▶ **Materials provided**
use crate::board::Board;
use crate::board::Position;
use crate::board::Symbol;
use rand::Rng;

/// Book coverage: the first eight moves of a quiet game.
pub fn covers(number: u32) -> bool {
    (1..=crate::BOOK_MOVES).contains(&number)
}

/// Opening book. `number` is the move about to be played, 1-based.
/// Returns None for positions the book declines, letting the caller
/// fall through to the evaluator. The only randomness in the whole
/// searcher lives in the second-move diagonal pick.
pub fn book(board: &Board, symbol: Symbol, number: u32) -> Option<Position> {
    if !covers(number) {
        return None;
    }
    let center = Position::center();
    match number {
        1 => Some(center).filter(|p| board.is_empty(*p)),
        2 => {
            if board.get(center) == Some(symbol.opponent()) {
                let diagonals = [(-1, -1), (-1, 1), (1, -1), (1, 1)];
                let (dr, dc) = diagonals[rand::rng().random_range(0..diagonals.len())];
                center.step(dr, dc).filter(|p| board.is_empty(*p))
            } else {
                Some(center).filter(|p| board.is_empty(*p))
            }
        }
        3 => mirror(board, symbol, center).or_else(|| scored(board, number)),
        _ => scored(board, number),
    }
}

/// Third move: the diagonal opposite the opponent's reply, i.e. its
/// reflection through the center.
fn mirror(board: &Board, symbol: Symbol, center: Position) -> Option<Position> {
    let reply = Board::positions()
        .find(|p| board.get(*p) == Some(symbol.opponent()))?;
    let dr = center.row as isize - reply.row as isize;
    let dc = center.col as isize - reply.col as isize;
    center
        .step(dr, dc)
        .filter(|p| board.is_empty(*p))
        .filter(|p| *p != center)
}

/// Moves 4 through 8: centrality plus local support, scanned over the
/// radius-4 square around the center. Ties break toward the lower row
/// then lower column by scan order.
fn scored(board: &Board, number: u32) -> Option<Position> {
    let center = Position::center();
    let mut best: Option<(i64, Position)> = None;
    for row in crate::CENTER - 4..=crate::CENTER + 4 {
        for col in crate::CENTER - 4..=crate::CENTER + 4 {
            let p = Position::new(row, col);
            if !board.is_empty(p) || rejected(p, number) {
                continue;
            }
            let score = (10 - p.manhattan(&center) as i64) + 2 * neighborhood(board, p) as i64;
            if best.is_none_or(|(top, _)| score > top) {
                best = Some((score, p));
            }
        }
    }
    best.map(|(_, p)| p)
}

/// Early-game placement hygiene: no edge-hugging before move 9, no
/// corners before move 11.
fn rejected(p: Position, number: u32) -> bool {
    let n = crate::SIZE - 1;
    let edge = p.row < 2 || p.col < 2 || p.row > n - 2 || p.col > n - 2;
    let corner = (p.row == 0 || p.row == n) && (p.col == 0 || p.col == n);
    (number <= 8 && edge) || (number <= 10 && corner)
}

/// Stones of either side inside the 5x5 square centered on `p`.
fn neighborhood(board: &Board, p: Position) -> usize {
    let mut count = 0;
    for dr in -2..=2isize {
        for dc in -2..=2isize {
            if (dr, dc) == (0, 0) {
                continue;
            }
            if p.step(dr, dc).is_some_and(|q| !board.is_empty(q)) {
                count += 1;
            }
        }
    }
    count
}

▶ **Work to be completed**
With every line intact, print the records above again.

▶ **Answer section**
use crate::board::Board;
use crate::board::Position;
use crate::board::Symbol;
use rand::Rng;

/// Book coverage: the first eight moves of a quiet game.
pub fn covers(number: u32) -> bool {
    (1..=crate::BOOK_MOVES).contains(&number)
}

/// Opening book. `number` is the move about to be played, 1-based.
/// Returns None for positions the book declines, letting the caller
/// fall through to the evaluator. The only randomness in the whole
/// searcher lives in the second-move diagonal pick.
pub fn book(board: &Board, symbol: Symbol, number: u32) -> Option<Position> {
    if !covers(number) {
        return None;
    }
    let center = Position::center();
    match number {
        1 => Some(center).filter(|p| board.is_empty(*p)),
        2 => {
            if board.get(center) == Some(symbol.opponent()) {
                let diagonals = [(-1, -1), (-1, 1), (1, -1), (1, 1)];
                let (dr, dc) = diagonals[rand::rng().random_range(0..diagonals.len())];
                center.step(dr, dc).filter(|p| board.is_empty(*p))
            } else {
                Some(center).filter(|p| board.is_empty(*p))
            }
        }
        3 => mirror(board, symbol, center).or_else(|| scored(board, number)),
        _ => scored(board, number),
    }
}

/// Third move: the diagonal opposite the opponent's reply, i.e. its
/// reflection through the center.
fn mirror(board: &Board, symbol: Symbol, center: Position) -> Option<Position> {
    let reply = Board::positions()
        .find(|p| board.get(*p) == Some(symbol.opponent()))?;
    let dr = center.row as isize - reply.row as isize;
    let dc = center.col as isize - reply.col as isize;
    center
        .step(dr, dc)
        .filter(|p| board.is_empty(*p))
        .filter(|p| *p != center)
}

/// Moves 4 through 8: centrality plus local support, scanned over the
/// radius-4 square around the center. Ties break toward the lower row
/// then lower column by scan order.
fn scored(board: &Board, number: u32) -> Option<Position> {
    let center = Position::center();
    let mut best: Option<(i64, Position)> = None;
    for row in crate::CENTER - 4..=crate::CENTER + 4 {
        for col in crate::CENTER - 4..=crate::CENTER + 4 {
            let p = Position::new(row, col);
            if !board.is_empty(p) || rejected(p, number) {
                continue;
            }
            let score = (10 - p.manhattan(&center) as i64) + 2 * neighborhood(board, p) as i64;
            if best.is_none_or(|(top, _)| score > top) {
                best = Some((score, p));
            }
        }
    }
    best.map(|(_, p)| p)
}

/// Early-game placement hygiene: no edge-hugging before move 9, no
/// corners before move 11.
fn rejected(p: Position, number: u32) -> bool {
    let n = crate::SIZE - 1;
    let edge = p.row < 2 || p.col < 2 || p.row > n - 2 || p.col > n - 2;
    let corner = (p.row == 0 || p.row == n) && (p.col == 0 || p.col == n);
    (number <= 8 && edge) || (number <= 10 && corner)
}

/// Stones of either side inside the 5x5 square centered on `p`.
fn neighborhood(board: &Board, p: Position) -> usize {
    let mut count = 0;
    for dr in -2..=2isize {
        for dc in -2..=2isize {
            if (dr, dc) == (0, 0) {
                continue;
            }
            if p.step(dr, dc).is_some_and(|q| !board.is_empty(q)) {
                count += 1;
            }
        }
    }
    count
}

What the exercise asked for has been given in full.